Clearly, I’m not working in chronological order. First up is Dan Curtis’ Dracula (1974) because of the low barrier to entry–it appeared in my Hulu queue while browsing. Perhaps that’s what kicked off this whole thing.One might ask, who the hell is Dan Curtis, and why does he deserve his own Dracula? The simple answer is that Dan Curtis brought us such legendary horror fare as Trilogy of Terror and the supernatural soap opera, Dark Shadows. (Fun fact: my short story Method was inspired by the hilarious blooper reel from the latter show.) Though originating as a made-for-TV movie, Dracula shows what Curtis can do with multiple takes, as opposed to DS’ “live without a net” methodology.
Turns out higher production values allowed Curtis to move from silly to scary. This is about as traditional as renditions come, featuring all the familiar beats from Stoker’s novel along with a few surprises. Very little camp here, unlike the shovelfuls deployed in his previous outings. Jack Palance, of City Slickers and Ripley’s Believe It or Not! fame, delivers a faithful and Stoker-esque take on the Count, lying somewhere between Max Schreck‘s rodent-like freak and the more modern Casanova stylings. He’s quite effective in the role, though I will always remember him attacking Buck Rogers with his glowing hands and his psychic powers.

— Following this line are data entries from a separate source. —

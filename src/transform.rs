//! Projection and pan/zoom uniform values
//!
//! Node positions are given in canvas pixels with the origin at the top-left
//! and y pointing down. The vertex shader applies, in order:
//! `projection * (position * scale + translate)`.

/// Pan/zoom state pushed to the scale and translate uniforms
#[derive(Debug, Clone, Copy, PartialEq)]
pub struct Transform {
    /// Uniform zoom factor
    pub scale: f32,
    /// Translation in canvas pixels
    pub translate: [f32; 2],
}

impl Transform {
    /// Create a transform with the given zoom and translation
    pub fn new(scale: f32, translate_x: f32, translate_y: f32) -> Self {
        Self {
            scale,
            translate: [translate_x, translate_y],
        }
    }

    /// Value for the scale uniform (same factor on both axes)
    pub fn scale_uniform(&self) -> [f32; 2] {
        [self.scale, self.scale]
    }
}

impl Default for Transform {
    fn default() -> Self {
        Self::new(1.0, 0.0, 0.0)
    }
}

/// Column-major 2D projection from canvas pixels to clip space.
///
/// `(0, 0)` maps to `(-1, 1)` and `(width, height)` to `(1, -1)`.
pub fn projection(width: f32, height: f32) -> [f32; 9] {
    [
        2.0 / width,
        0.0,
        0.0,
        0.0,
        -2.0 / height,
        0.0,
        -1.0,
        1.0,
        1.0,
    ]
}

/// Multiply a column-major 3x3 matrix by a homogeneous 2D point
pub fn project(matrix: &[f32; 9], point: [f32; 2]) -> [f32; 2] {
    let [x, y] = point;
    [
        matrix[0] * x + matrix[3] * y + matrix[6],
        matrix[1] * x + matrix[4] * y + matrix[7],
    ]
}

Richard Matheson provided the screenplay, which accounts for a great deal of this adaptation’s overall success. I’ve never been shy in my admiration for Matheson, who gave us classics like Hell House in addition to everything from Westerns to science fiction to romance(!). He never strays far from the source material, and the results are solid if unsuspenseful for the initiated.
Though the story skews closer to the novel than many others, some curious adjustments have been made. Jonathan Harker apparently never makes it out of Castle Dracula, and his role in later events is subsumed by Lucy’s suitor, Arthur Holmwood (Simon Ward), who spends much of the film following Van Helsing (Nigel Davenport) around in a state of befuddlement. Like many versions it chooses to tack on the unimaginative new-girl-is-Dracula’s-lost-love-reincarnate angle; unlike most of the others, it’s Lucy and not Mina who embodies the Count’s old flame. This makes a bit more sense than with Mina, as Dracula’s indiscretions with Lucy draw Van Helsing’s suspicion and seal his eventual fate.
This is a fun, if predictable, version that outmaneuvers many of the bigger-budget cinema varations on this theme. And it’s widely available, so why not? I give it 1.5 out of 2 fangs out!
Next up: Dracula Untold (2014). Hey, it was on HBO.